American broadcasting company

The Kaiser Broadcasting Corp. was an American broadcast media company that owned and operated television and radio stations in the United States from 1957 to 1977.

== History ==
=== Creating a broadcast chain ===
Kaiser's involvement in broadcasting began in 1957 when the Henry J. Kaiser Company Ltd., a multi-industrial conglomerate led by the eponymous industrialist, signed on KHVH and independent KHVH-TV (channel 13) in Honolulu, Hawaii, within two months of each other. Both stations were located in the Hawaiian Village Hotel, which Kaiser also owned and from which the call sign was derived. Kaiser purchased KULA-TV (channel 4) on May 8, 1958, changed its calls to KHVH-TV on July 16, 1958, and returned the original KHVH-TV license to the Federal Communications Commission (FCC). Kaiser also acquired San Francisco station KBAY-FM in 1960, renaming it KFOG-FM and implementing a beautiful music format.

Later in the 1960s, Kaiser explored new opportunities to expand its broadcast holdings on the U.S. mainland: construction permits were secured for multiple ultra high frequency (UHF) stations, all in large markets, and KHVH-TV was sold off to help fund this expansion. The first two of these stations signed on during 1965: WKBD-TV in Detroit went on the air in January, followed nine months later by WKBS-TV in Burlington, New Jersey, a suburb of Philadelphia. WKBD-TV's debut was auspicious as the station's schedule consisted entirely of live sports play-by-play, a first in American broadcasting.

KMTW-TV took to the air in the Los Angeles market on June 29, 1966. Later renamed KBSC-TV, this station proved to be a weak point in the chain after failing to attain a local Phonevision franchise and became uncompetitive against the market's established seven other independent stations both on VHF and UHF. Also in June 1966, Kaiser purchased the broadcast assets of Harvey Radio Laboratories, including WXHR AM/FM/TV. The television station had been off the air since 1956 but the license remained active and was purchased by Harvey Radio in 1959. The Boston Globe then purchased a 50 percent stake in the Boston stations, creating a 50–50 joint venture that took advantage of a loophole in a proposed FCC rule limiting one ownership group to no more than three television stations in the top 50 markets. The television station was reactivated as WKBG-TV on December 21, 1966.

Kaiser started up two more stations, KBHK-TV in San Francisco and WKBF-TV in Cleveland, at the start of 1968. The company intended to have both stations sign on at the same time on January 2, 1968, and arranged for executives to be present at both facilities for the occasion, but repeated construction delays at the transmitter site due to inclement weather prevented WKBF-TV from signing on until January 19. Like WKBG-TV, WKBF-TV was jointly owned by Kaiser and Superior Broadcasting Company (which attained the station's construction permit) for its first four years of operation, but was formally recognized as "a Kaiser station" equally taking advantage of the FCC's aforementioned "top 50 market" ownership limit. The Globe reduced its ownership stake in the Boston stations to 10 percent, also in 1968.

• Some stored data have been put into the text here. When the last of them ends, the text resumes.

//! studyplan TUI: interactive terminal dashboard for the study planner.
//!
//! Tabs for the overview, the weekly schedule, a Pomodoro timer, the
//! performance log and the study assistant, built with `ratatui` + `crossterm`.

mod app;
mod screens;
mod session;
mod widgets;

use std::fs::OpenOptions;
use std::sync::Mutex;

use color_eyre::eyre::{Result, WrapErr};

/// Path of the optional log file; the terminal itself is never logged to.
const LOG_ENV: &str = "STUDYPLAN_LOG";

fn main() -> Result<()> {
    color_eyre::install()?;
    init_tracing()?;

    let session = session::Session::open()?;
    app::run(session)
}

fn init_tracing() -> Result<()> {
    use tracing_subscriber::{EnvFilter, fmt};

    let Some(path) = std::env::var_os(LOG_ENV) else {
        return Ok(());
    };
    let file = OpenOptions::new()
        .create(true)
        .append(true)
        .open(&path)
        .wrap_err_with(|| format!("cannot open log file {}", path.to_string_lossy()))?;

    let env_filter =
        EnvFilter::try_from_default_env().unwrap_or_else(|_| EnvFilter::new("studyplan=debug"));

    fmt()
        .with_env_filter(env_filter)
        .with_ansi(false)
        .with_writer(Mutex::new(file))
        .init();
    Ok(())
}
//! Read-only projections of a built schedule: filtering, per-week completion
//! and locating the current week.

use chrono::NaiveDate;

use studyplan_shared::{StudyDay, StudyProgress, Topic, Week};

/// Search/area filter applied to schedule topics.
///
/// Both criteria are optional; an empty filter matches every topic.
#[derive(Debug, Clone, Default, PartialEq, Eq)]
pub struct ScheduleFilter {
    /// Case-insensitive substring of the theme.
    pub search: Option<String>,
    /// Exact area tag.
    pub area: Option<String>,
}

impl ScheduleFilter {
    pub fn new(search: Option<String>, area: Option<String>) -> Self {
        let clean = |s: Option<String>| s.map(|s| s.trim().to_string()).filter(|s| !s.is_empty());
        Self {
            search: clean(search),
            area: clean(area).map(|a| a.to_lowercase()),
        }
    }

    pub fn is_empty(&self) -> bool {
        self.search.is_none() && self.area.is_none()
    }

    /// A theme search, when present, overrides the area filter.
    pub fn matches(&self, topic: &Topic) -> bool {
        match (&self.search, &self.area) {
            (Some(needle), _) => topic
                .theme
                .to_lowercase()
                .contains(&needle.to_lowercase()),
            (None, Some(area)) => topic.area == *area,
            (None, None) => true,
        }
    }

    /// Whether any real topic of `week` matches.
    pub fn matches_week(&self, week: &Week) -> bool {
        self.is_empty() || week.topics().any(|t| self.matches(t))
    }

    /// The weeks that contain at least one matching topic, kept whole.
    pub fn apply<'a>(&self, weeks: &'a [Week]) -> Vec<&'a Week> {
        weeks.iter().filter(|w| self.matches_week(w)).collect()
    }
}

/// Completion summary of a single week.
#[derive(Debug, Clone, Copy, PartialEq, Eq)]
pub struct WeekCompletion {
    pub completed: usize,
    pub total: usize,
}

impl WeekCompletion {
    /// Rounded percentage; an empty week counts as 0%.
    pub fn percentage(&self) -> u32 {
        if self.total == 0 {
            return 0;
        }
        (self.completed as f64 / self.total as f64 * 100.0).round() as u32
    }

    pub fn is_done(&self) -> bool {
        self.total > 0 && self.completed == self.total
    }
}

pub fn week_completion(week: &Week, progress: &StudyProgress) -> WeekCompletion {
    let (completed, total) = week.topics().fold((0, 0), |(done, total), topic| {
        (done + usize::from(progress.is_completed(&topic.theme)), total + 1)
    });
    WeekCompletion { completed, total }
}

/// Index into `weeks` of the week containing `today`.
///
/// Before the schedule starts this is the first week; after it ends, the last.
pub fn current_week(weeks: &[Week], today: NaiveDate) -> Option<usize> {
    let last = weeks.len().checked_sub(1)?;
    if let Some(found) = weeks.iter().position(|w| w.contains(today)) {
        return Some(found);
    }
    if today < weeks[0].monday() {
        Some(0)
    } else {
        Some(last)
    }
}

/// The scheduled day for `date`, if the schedule covers it.
pub fn day_for<'a>(weeks: &'a [Week], date: NaiveDate) -> Option<&'a StudyDay> {
    weeks
        .iter()
        .find(|w| w.contains(date))
        .and_then(|w| w.days.iter().find(|d| d.date == date))
}

#[cfg(test)]
mod tests {
    use super::*;
    use crate::schedule::build_schedule;
    use chrono::{TimeZone, Utc};
    use studyplan_shared::ScheduleConfig;

    fn date(y: i32, m: u32, d: u32) -> NaiveDate {
        NaiveDate::from_ymd_opt(y, m, d).unwrap()
    }

    fn sample_weeks() -> Vec<Week> {
        let topics = vec![
            Topic::new("Asma", "clinica"),
            Topic::new("Apendicite", "cirurgia"),
            Topic::new("Asma na Infância", "pediatria"),
            Topic::new("Diabetes", "clinica"),
            Topic::new("Pré-natal", "obstetricia"),
            Topic::new("Sepse", "clinica"),
            Topic::new("Bronquiolite", "pediatria"),
        ];
        let config = ScheduleConfig {
            start_date: "2025-07-28".into(),
            end_date: "2025-08-31".into(),
            max_topics_per_day: 4,
        };
        build_schedule(&topics, &config)
    }

    #[test]
    fn filter_by_search_is_case_insensitive() {
        let all = sample_weeks();
        let filter = ScheduleFilter::new(Some("BRONQUIO".into()), None);
        let weeks = filter.apply(&all);
        assert_eq!(weeks.len(), 1);
        assert_eq!(weeks[0].index, 2);

        let filter = ScheduleFilter::new(Some("asma".into()), None);
        let weeks = filter.apply(&all);
        assert_eq!(weeks.len(), 1);
        // Matching weeks are returned whole
        assert_eq!(weeks[0].topics().count(), 6);
    }

    #[test]
    fn filter_by_area_keeps_matching_weeks() {
        let all = sample_weeks();
        assert_eq!(all.len(), 2);

        let filter = ScheduleFilter::new(None, Some("Obstetricia".into()));
        let weeks = filter.apply(&all);
        assert_eq!(weeks.len(), 1);
        assert_eq!(weeks[0].index, 1);

        let filter = ScheduleFilter::new(None, Some("psiquiatria".into()));
        assert!(filter.apply(&all).is_empty());
    }

    #[test]
    fn search_overrides_area_and_blanks_are_ignored() {
        let all = sample_weeks();
        let filter = ScheduleFilter::new(Some("  ".into()), Some("".into()));
        assert!(filter.is_empty());
        assert_eq!(filter.apply(&all).len(), all.len());

        let filter = ScheduleFilter::new(Some("asma".into()), Some("pediatria".into()));
        assert!(filter.matches(&Topic::new("Asma na Infância", "pediatria")));
        assert!(filter.matches(&Topic::new("Asma", "clinica")));
        assert!(!filter.matches(&Topic::new("Bronquiolite", "pediatria")));
    }

    #[test]
    fn completion_counts_real_topics() {
        let weeks = sample_weeks();
        let mut progress = StudyProgress::default();
        let at = Utc.with_ymd_and_hms(2025, 8, 1, 9, 0, 0).unwrap();
        progress.completed_topics.insert("Asma".into(), at);
        progress.completed_topics.insert("Sepse".into(), at);

        let first = week_completion(&weeks[0], &progress);
        assert_eq!(first, WeekCompletion { completed: 2, total: 6 });
        assert_eq!(first.percentage(), 33);
        assert!(!first.is_done());

        let second = week_completion(&weeks[1], &progress);
        assert_eq!(second.total, 1);
        assert_eq!(WeekCompletion { completed: 0, total: 0 }.percentage(), 0);
    }

    #[test]
    fn current_week_clamps_to_range() {
        let weeks = sample_weeks();
        assert_eq!(current_week(&weeks, date(2025, 8, 5)), Some(1));
        assert_eq!(current_week(&weeks, date(2025, 8, 3)), Some(0));
        assert_eq!(current_week(&weeks, date(2025, 1, 1)), Some(0));
        assert_eq!(current_week(&weeks, date(2026, 1, 1)), Some(1));
        assert_eq!(current_week(&[], date(2025, 8, 5)), None);
    }

    #[test]
    fn day_lookup() {
        let weeks = sample_weeks();
        let day = day_for(&weeks, date(2025, 7, 28)).expect("covered");
        assert_eq!(day.topics[0].theme, "Asma");
        assert!(day_for(&weeks, date(2025, 8, 3)).is_some_and(|d| d.is_rest));
        assert!(day_for(&weeks, date(2025, 9, 30)).is_none());
    }
}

=== Growing financial problems ===
In September 1967, the Kaiser Broadcasting Corporation announced plans for live television network operations by 1970. Excluding KBSC-TV, all stations in the Kaiser chain placed a significant emphasis on local programming, with some of the more popular programs syndicated to other Kaiser stations. These included shows hosted by Joe Dolan in San Francisco, Alan Douglas in Cleveland, Hy Lit in Philadelphia and Lou Gordon in Detroit. Gordon's WKBD-TV show proved to be the most successful, with all the Kaiser stations eventually carrying the program. This internal networking practice continued into the mid-1970s when "The Ghoul", a WKBF-TV horror host portrayed by Ron Sweed, was syndicated to WKBD-TV, WKBG-TV, KBHK-TV and later WFLD-TV (the latter after Kaiser purchased majority control).

Beginning in 1968, Kaiser committed to launching news services throughout the chain, many of which boasted late-evening newscasts an hour earlier than network affiliates. Kaiser invested approximately $6 million (equivalent to $ in ) into these news departments, with emphasis given to WKBF-TV, WKBS-TV and WKBD-TV; WKBG-TV's news operation was the last to launch on December 1, 1969, while KBHK-TV's attempt at a 10 p.m. newscast failed earlier in the year. The high costs incurred, in addition to a weak economic picture nationally and a marketplace reluctant to embrace UHF, led Kaiser to suspend news operations throughout the entire chain on November 12, 1970. Out of the five stations with a news department, only WKBD-TV turned a profit but still had ratings much lower than had been expected. WKBG-TV's picture was especially dire, having lost nearly $11 million over the course of four years. The unilateral move to cull local newscasts was met with doubts and concerns in the industry over the profitability of UHF stations given Kaiser's reputation as a well-equipped broadcaster.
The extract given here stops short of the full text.